From the beginning of the federal program in April 2009 through November 2010, 1.4 million loan modifications had been made under HAMP on a trial basis, the GAO said. However, of those, 729,000 trial loan payment reductions were cancelled. Fewer than 550,000 were converted to permanently modified loans.

“The number of new permanent modifications started each month increased from roughly 36,000 in December 2009 to more than 68,000 in April 2010 and then decreased to about 31,000 in November 2010,” stated GAO.

To be eligible to receive a permanent loan modification, a loan must cover a “single-family dwelling, owner-occupied, [and] primary residence” and the borrower must “successfully complete a 3-month trial modification period” and make mortgage payments on time.   

Trial home loan modifications started under the program peaked in October 2009, a few months after the program’s inception, but declined thereafter.

“Trial modifications started each month peaked in October 2009 and then declined from roughly 118,000 new trials in December 2009 to about 31,000 new trials in November 2010,” GAO stated.

Treasury attributed the decline in trial modifications, in part, to new program requirements that began on June 1, 2010. From that day forward, lenders were required to establish HAMP eligibility by “using verified information rather than the verbal financial information that was initially accepted for all HAMP trial periods,” the report noted.  

Moreover, the GAO pointed out that despite HAMP, national data on default and foreclosure rates shows that many homeowners continue to struggle with making their mortgage payments.

“As of June 2010, an estimated 4.6 percent of all mortgages nationwide were in some stage of foreclosure,” stated the GAO. “Default rates (loans 90 days or more past due) in the second quarter of 2010 were still more than five times higher than they were at the start of 2005, increasing from less than 1 percent to roughly 4.5 percent of all mortgages.”

“Foreclosure starts grew from about 0.4 percent to about 1.1 percent during this period, meaning roughly 490,000 mortgages entered the foreclosure process in the second quarter of 2010, compared with about 165,000 in the first quarter of 2005,” added the GAO. “Finally, as of the end of the second quarter of 2010, loans in the foreclosure inventory have increased more than three times since the first quarter of 2005, to more than 2 million loans.”

Treasury instituted HAMP in April 2009, authorizing the program to use up to $75 billion-- including $50 billion in Troubled Assets Relief Program (TARP) funds and $25 billion provided by government-owned Fannie Mae and Freddie Mac.

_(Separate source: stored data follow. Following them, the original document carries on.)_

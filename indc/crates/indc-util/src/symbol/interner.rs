//! Per-unit string table backed by a single byte arena.
//!
//! Every entry is stored as its bytes followed by a `0` terminator, and a
//! [`Symbol`] is the arena offset of the first byte. The offset index is
//! kept sorted by construction (append-only), so resolving a handle is a
//! binary search. Deduplication goes through a bucket map keyed by the
//! FxHash of the bytes; candidates in a bucket are confirmed by length,
//! then by content.
//!
//! # Performance Characteristics
//!
//! - **Interning (hit)**: O(1) expected - hash + bucket scan
//! - **Interning (miss)**: amortized O(len) - arena append
//! - **Resolving**: O(log n) in the number of entries

use rustc_hash::{FxHashMap, FxHasher};
use std::borrow::Cow;
use std::hash::Hasher;

use super::{InternerStats, Symbol};
use crate::error::{SymbolError, SymbolResult};

/// Arena growth step in bytes.
pub const ARENA_BLOCK: usize = 4096;

/// Offset index growth step in entries.
pub const INDEX_BLOCK: usize = 256;

/// An append-only intern pool for one translation unit.
///
/// # Examples
///
/// ```
/// use indc_util::symbol::StringTable;
///
/// let mut table = StringTable::new();
/// let a = table.intern(b"main");
/// let b = table.intern(b"main");
/// assert_eq!(a, b);
/// assert_eq!(table.resolve(a).unwrap(), b"main");
/// ```
#[derive(Debug, Default)]
pub struct StringTable {
    /// Entry bytes, each followed by a `0` terminator
    arena: Vec<u8>,

    /// Start offset of every entry, in insertion order
    offsets: Vec<u32>,

    /// FxHash of entry bytes -> entries with that hash
    buckets: FxHashMap<u64, Vec<Symbol>>,

    /// Number of lookups that found an existing entry
    hits: usize,

    /// Number of lookups that appended a new entry
    misses: usize,
}

impl StringTable {
    /// Create an empty table
    pub fn new() -> Self {
        Self::default()
    }

    /// Intern `bytes`, returning the handle of the (possibly pre-existing)
    /// entry.
    ///
    /// # Panics
    ///
    /// Panics if the arena would grow past `u32::MAX` bytes. Use
    /// [`StringTable::try_intern`] where that must be reported instead.
    pub fn intern(&mut self, bytes: &[u8]) -> Symbol {
        match self.try_intern(bytes) {
            Ok(symbol) => symbol,
            Err(err) => panic!("{err}"),
        }
    }

    /// Intern a UTF-8 string
    #[inline]
    pub fn intern_str(&mut self, string: &str) -> Symbol {
        self.intern(string.as_bytes())
    }

    /// Intern `bytes`, reporting arena overflow as an error.
    pub fn try_intern(&mut self, bytes: &[u8]) -> SymbolResult<Symbol> {
        let hash = Self::hash_bytes(bytes);

        if let Some(symbol) = self.find(hash, bytes) {
            self.hits += 1;
            return Ok(symbol);
        }
        self.misses += 1;

        let offset = self.arena.len();
        let new_len = offset + bytes.len() + 1;
        if new_len as u64 > u64::from(u32::MAX) {
            return Err(SymbolError::Overflow {
                limit: u64::from(u32::MAX),
            });
        }

        self.grow_arena(bytes.len() + 1);
        self.arena.extend_from_slice(bytes);
        self.arena.push(0);

        if self.offsets.len() == self.offsets.capacity() {
            self.offsets.reserve_exact(INDEX_BLOCK);
        }
        let symbol = Symbol(offset as u32);
        self.offsets.push(symbol.0);
        self.buckets.entry(hash).or_default().push(symbol);

        tracing::trace!(offset, len = bytes.len(), "interned new entry");
        Ok(symbol)
    }

    /// Look up `bytes` without inserting
    pub fn get(&self, bytes: &[u8]) -> Option<Symbol> {
        self.find(Self::hash_bytes(bytes), bytes)
    }

    /// The bytes of an entry, without its terminator.
    ///
    /// Fails when `symbol` is not the start offset of an entry in this
    /// table (for instance a handle from another unit's table).
    pub fn resolve(&self, symbol: Symbol) -> SymbolResult<&[u8]> {
        match self.offsets.binary_search(&symbol.0) {
            Ok(index) => Ok(self.entry(index)),
            Err(_) => Err(SymbolError::NotFound { offset: symbol.0 }),
        }
    }

    /// The entry decoded as UTF-8, replacing invalid sequences
    pub fn resolve_lossy(&self, symbol: Symbol) -> SymbolResult<Cow<'_, str>> {
        self.resolve(symbol).map(String::from_utf8_lossy)
    }

    /// The entry including its `0` terminator, as laid out in the arena
    pub fn resolve_terminated(&self, symbol: Symbol) -> SymbolResult<&[u8]> {
        let bytes = self.resolve(symbol)?;
        let start = symbol.0 as usize;
        Ok(&self.arena[start..start + bytes.len() + 1])
    }

    /// Number of distinct entries
    #[inline]
    pub fn len(&self) -> usize {
        self.offsets.len()
    }

    /// Returns true if nothing has been interned
    #[inline]
    pub fn is_empty(&self) -> bool {
        self.offsets.is_empty()
    }

    /// Bytes used in the arena, terminators included
    #[inline]
    pub fn arena_len(&self) -> usize {
        self.arena.len()
    }

    /// Entries in insertion order
    pub fn iter(&self) -> impl Iterator<Item = (Symbol, &[u8])> + '_ {
        (0..self.offsets.len()).map(move |index| (Symbol(self.offsets[index]), self.entry(index)))
    }

    /// Snapshot of size and hit/miss counters
    pub fn stats(&self) -> InternerStats {
        InternerStats {
            count: self.offsets.len(),
            arena_bytes: self.arena.len(),
            arena_capacity: self.arena.capacity(),
            hits: self.hits,
            misses: self.misses,
        }
    }

    fn find(&self, hash: u64, bytes: &[u8]) -> Option<Symbol> {
        let candidates = self.buckets.get(&hash)?;
        candidates.iter().copied().find(|candidate| {
            self.resolve(*candidate)
                .map(|existing| existing.len() == bytes.len() && existing == bytes)
                .unwrap_or(false)
        })
    }

    fn entry(&self, index: usize) -> &[u8] {
        let start = self.offsets[index] as usize;
        let terminator = match self.offsets.get(index + 1) {
            Some(next) => *next as usize - 1,
            None => self.arena.len() - 1,
        };
        &self.arena[start..terminator]
    }

    fn grow_arena(&mut self, additional: usize) {
        let needed = self.arena.len() + additional;
        let capacity = self.arena.capacity();
        if needed > capacity {
            let blocks = (needed - capacity).div_ceil(ARENA_BLOCK);
            let target = capacity + blocks * ARENA_BLOCK;
            self.arena.reserve_exact(target - self.arena.len());
        }
    }

    #[inline]
    fn hash_bytes(bytes: &[u8]) -> u64 {
        let mut hasher = FxHasher::default();
        hasher.write(bytes);
        hasher.finish()
    }
}

#[cfg(test)]
mod tests {
    use super::*;

    #[test]
    fn test_intern_same_string() {
        let mut table = StringTable::new();
        let s1 = table.intern(b"hello");
        let s2 = table.intern(b"hello");
        assert_eq!(s1, s2);
        assert_eq!(table.len(), 1);
    }

    #[test]
    fn test_intern_different_strings() {
        let mut table = StringTable::new();
        let s1 = table.intern(b"hello");
        let s2 = table.intern(b"world");
        assert_ne!(s1, s2);
    }

    #[test]
    fn test_first_entry_is_offset_zero() {
        let mut table = StringTable::new();
        assert_eq!(table.intern(b"fn"), Symbol(0));
        assert_eq!(table.intern(b"var"), Symbol(3));
    }

    #[test]
    fn test_equal_spans_from_different_buffers() {
        let source = b"main main";
        let mut table = StringTable::new();
        let a = table.intern(&source[0..4]);
        let b = table.intern(&source[5..9]);
        assert_eq!(a, b);
    }

    #[test]
    fn test_prefix_is_distinct_entry() {
        let mut table = StringTable::new();
        let long = table.intern(b"abc");
        let short = table.intern(b"ab");
        assert_ne!(long, short);
        assert_eq!(table.resolve(short).unwrap(), b"ab");
    }

    #[test]
    fn test_entries_are_terminated() {
        let mut table = StringTable::new();
        let sym = table.intern(b"x1");
        assert_eq!(table.resolve_terminated(sym).unwrap(), b"x1\0");
        assert_eq!(table.arena_len(), 3);
    }

    #[test]
    fn test_empty_string() {
        let mut table = StringTable::new();
        let first = table.intern(b"a");
        let empty = table.intern(b"");
        assert_ne!(first, empty);
        assert_eq!(table.resolve(empty).unwrap(), b"");
        assert_eq!(table.intern(b""), empty);
    }

    #[test]
    fn test_interior_nul_byte() {
        let mut table = StringTable::new();
        let sym = table.intern(b"a\0b");
        let other = table.intern(b"a");
        assert_ne!(sym, other);
        assert_eq!(table.resolve(sym).unwrap(), b"a\0b");
    }

    #[test]
    fn test_resolve_unknown_offset() {
        let mut table = StringTable::new();
        table.intern(b"hello");
        assert_eq!(
            table.resolve(Symbol(2)),
            Err(SymbolError::NotFound { offset: 2 })
        );
        assert!(table.resolve(Symbol(600)).is_err());
    }

    #[test]
    fn test_get_does_not_insert() {
        let mut table = StringTable::new();
        assert_eq!(table.get(b"x"), None);
        assert!(table.is_empty());
        let sym = table.intern(b"x");
        assert_eq!(table.get(b"x"), Some(sym));
    }

    #[test]
    fn test_arena_grows_in_blocks() {
        let mut table = StringTable::new();
        table.intern(b"a");
        assert!(table.stats().arena_capacity >= ARENA_BLOCK);
        let big = vec![b'z'; ARENA_BLOCK + 10];
        let sym = table.intern(&big);
        assert_eq!(table.resolve(sym).unwrap(), &big[..]);
        assert!(table.stats().arena_capacity >= 2 * ARENA_BLOCK);
    }

    #[test]
    fn test_many_entries_resolve() {
        let mut table = StringTable::new();
        let symbols: Vec<_> = (0..1000)
            .map(|i| table.intern(format!("ident_{i}").as_bytes()))
            .collect();
        assert_eq!(table.len(), 1000);
        for (i, sym) in symbols.iter().enumerate() {
            assert_eq!(table.resolve_lossy(*sym).unwrap(), format!("ident_{i}"));
        }
    }

    #[test]
    fn test_iter_insertion_order() {
        let mut table = StringTable::new();
        table.intern(b"b");
        table.intern(b"a");
        table.intern(b"b");
        let entries: Vec<_> = table.iter().map(|(_, bytes)| bytes.to_vec()).collect();
        assert_eq!(entries, vec![b"b".to_vec(), b"a".to_vec()]);
    }

    #[test]
    fn test_stats_tracking() {
        let mut table = StringTable::new();
        table.intern(b"new");
        table.intern(b"new");
        table.intern(b"new");
        let stats = table.stats();
        assert_eq!(stats.misses, 1);
        assert_eq!(stats.hits, 2);
        assert_eq!(stats.count, 1);
        assert_eq!(stats.arena_bytes, 4);
    }

    #[test]
    fn test_lossy_resolution() {
        let mut table = StringTable::new();
        let sym = table.intern(&[b'a', 0xff]);
        assert_eq!(table.resolve_lossy(sym).unwrap(), "a\u{fffd}");
    }
}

So far, approximately $500 million have been disbursed under HAMP.

Though HAMP has not met expectations, the GAO pointed out that in March 2010, Treasury announced the creation of four additional TARP-funded homeowner assistance programs “in an effort to reach a broader range of borrowers, including those who are unemployed or have mortgages with high loan-to-value ratios,” according to GAO.

“The newly announced programs have had very limited activity to date and Treasury continues to face challenges in expeditiously implementing a prudent design for these programs, as GAO recommended in a June 2010 report,” the report noted.

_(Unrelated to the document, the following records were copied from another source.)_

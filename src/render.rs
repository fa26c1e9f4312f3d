//! Text rendering of shapes as staggered ASCII boxes.
//!
//! Each occupied cell becomes a 5x3 character box labelled with its owning
//! color: blank for unclaimed board cells, `2`-`9` for the first pieces,
//! then `A` onward. Even columns are drawn one character row lower than odd
//! columns, which is what makes the brick-wall stagger visible.

use crate::puzzle::BOARD_COLOR;
use crate::shape::{Color, Shape, EMPTY};

/// Character columns per cell box.
const CELL_WIDTH: usize = 5;

/// Character rows per cell box (plus one shared row for the stagger).
const CELL_HEIGHT: usize = 3;

/// The box label for a color.
fn cell_label(color: Color) -> u8 {
    if color == BOARD_COLOR {
        b' '
    } else if color < 10 {
        b'0' + color
    } else {
        b'A' + color - 10
    }
}

/// Renders a shape's occupancy buffer as staggered boxes.
///
/// Every canvas row is emitted, newline terminated and padded with spaces
/// to the full width, so the output is `width * 5` columns by
/// `height * 3 + 1` rows.
pub fn format_shape(shape: &Shape) -> String {
    let row_width = shape.width() as usize * CELL_WIDTH;
    let row_count = shape.height() as usize * CELL_HEIGHT + 1;
    let mut canvas = vec![b' '; row_width * row_count];

    for y in 0..shape.height() {
        for x in 0..shape.width() {
            let color = shape.get(x, y);
            if color == EMPTY {
                continue;
            }
            // even columns sit one character row lower than odd ones
            let box_row = y as usize * CELL_HEIGHT + usize::from(x % 2 == 0);
            let top = box_row * row_width + x as usize * CELL_WIDTH;
            let mid = top + row_width;
            let bottom = mid + row_width;
            canvas[top..top + CELL_WIDTH].copy_from_slice(b".---.");
            canvas[mid..mid + CELL_WIDTH]
                .copy_from_slice(&[b'|', b' ', cell_label(color), b' ', b'|']);
            canvas[bottom..bottom + CELL_WIDTH].copy_from_slice(b"'___'");
        }
    }

    let mut output = String::with_capacity(canvas.len() + row_count);
    for row in canvas.chunks(row_width) {
        output.extend(row.iter().map(|&byte| byte as char));
        output.push('\n');
    }
    output
}
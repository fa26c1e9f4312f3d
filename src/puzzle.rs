//! The shipped puzzle instance: board dimensions and piece definitions.
//!
//! Each piece is defined as a set of cell positions normalized to start at
//! the origin, listed row by row. Pieces are never rotated or reflected;
//! they are placed exactly as drawn here. The nine pieces total 34 cells
//! against 30 board cells, so any full cover leaves at least one piece
//! unused.

use crate::shape::{Cell, Color, Shape};

/// The color marking a board cell that no piece has claimed yet.
pub const BOARD_COLOR: Color = 1;

/// Board width in cells.
pub const BOARD_WIDTH: i32 = 5;

/// Board height in cells.
pub const BOARD_HEIGHT: i32 = 6;

/// The nine puzzle pieces, in definition order.
///
/// Piece colors are assigned in this order starting right after
/// [`BOARD_COLOR`], so the first piece renders as `2` and the last as `A`.
pub const PIECE_CELLS: &[&[Cell]] = &[
    // single dot (1 cell)
    &[(0, 0)],
    // U opening downward (5 cells)
    &[(0, 0), (2, 0), (0, 1), (1, 1), (2, 1)],
    // diagonal pair (2 cells)
    &[(0, 0), (1, 1)],
    // wide zigzag (5 cells)
    &[(0, 0), (2, 0), (1, 1), (2, 1), (3, 1)],
    // plus with a shifted arm (5 cells)
    &[(0, 0), (0, 1), (1, 1), (2, 1), (1, 2)],
    // vertical bar (3 cells)
    &[(0, 0), (0, 1), (0, 2)],
    // tall S (4 cells)
    &[(2, 0), (0, 1), (1, 1), (0, 2)],
    // Z (4 cells)
    &[(0, 0), (1, 0), (1, 1), (2, 1)],
    // P (5 cells)
    &[(0, 0), (1, 0), (1, 1), (0, 2), (1, 2)],
];

/// Builds the empty board: a full `BOARD_WIDTH x BOARD_HEIGHT` rectangle
/// holding [`BOARD_COLOR`] everywhere.
pub fn board() -> Shape {
    let mut cells = Vec::with_capacity((BOARD_WIDTH * BOARD_HEIGHT) as usize);
    for y in 0..BOARD_HEIGHT {
        for x in 0..BOARD_WIDTH {
            cells.push((x, y));
        }
    }
    Shape::new(BOARD_COLOR, cells)
}

/// Builds the piece list in definition order, colors `2..=10`.
pub fn pieces() -> Vec<Shape> {
    PIECE_CELLS
        .iter()
        .enumerate()
        .map(|(index, cells)| Shape::new(BOARD_COLOR + 1 + index as Color, cells.to_vec()))
        .collect()
}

A closely watched index shows home prices tumbling by the sharpest annual rate ever in July, but the rate of decline is slowing.

As of Sept. 30, 2010, $543 million in unrecoverable in funds had been disbursed for TARP housing programs, according to the GAO, including the estimated $500 million disbursed for HAMP, the Treasury’s primary homeowner assistance program.   

It is not known how many borrowers have been – or will be -- helped under the additional housing programs to GAO.

TARP, which was created under President Bush in 2008, gave the U.S. Department of the Treasury the authority to purchase or guarantee “troubled assets” -- mortgages and mortgage-backed securities, that were “deemed to be at the heart of the [financial] crisis, along with any other financial instrument Treasury determined that it needed to purchase to help stabilize the financial system,” noted the GAO.

However, the Dodd-Frank Wall Street Reform and Consumer Protection Act (Dodd-Frank Act), signed into law on July 21, 2010, set a new spending ceiling for TARP, in effect prohibiting Treasury from incurring any additional obligations, the GAO noted.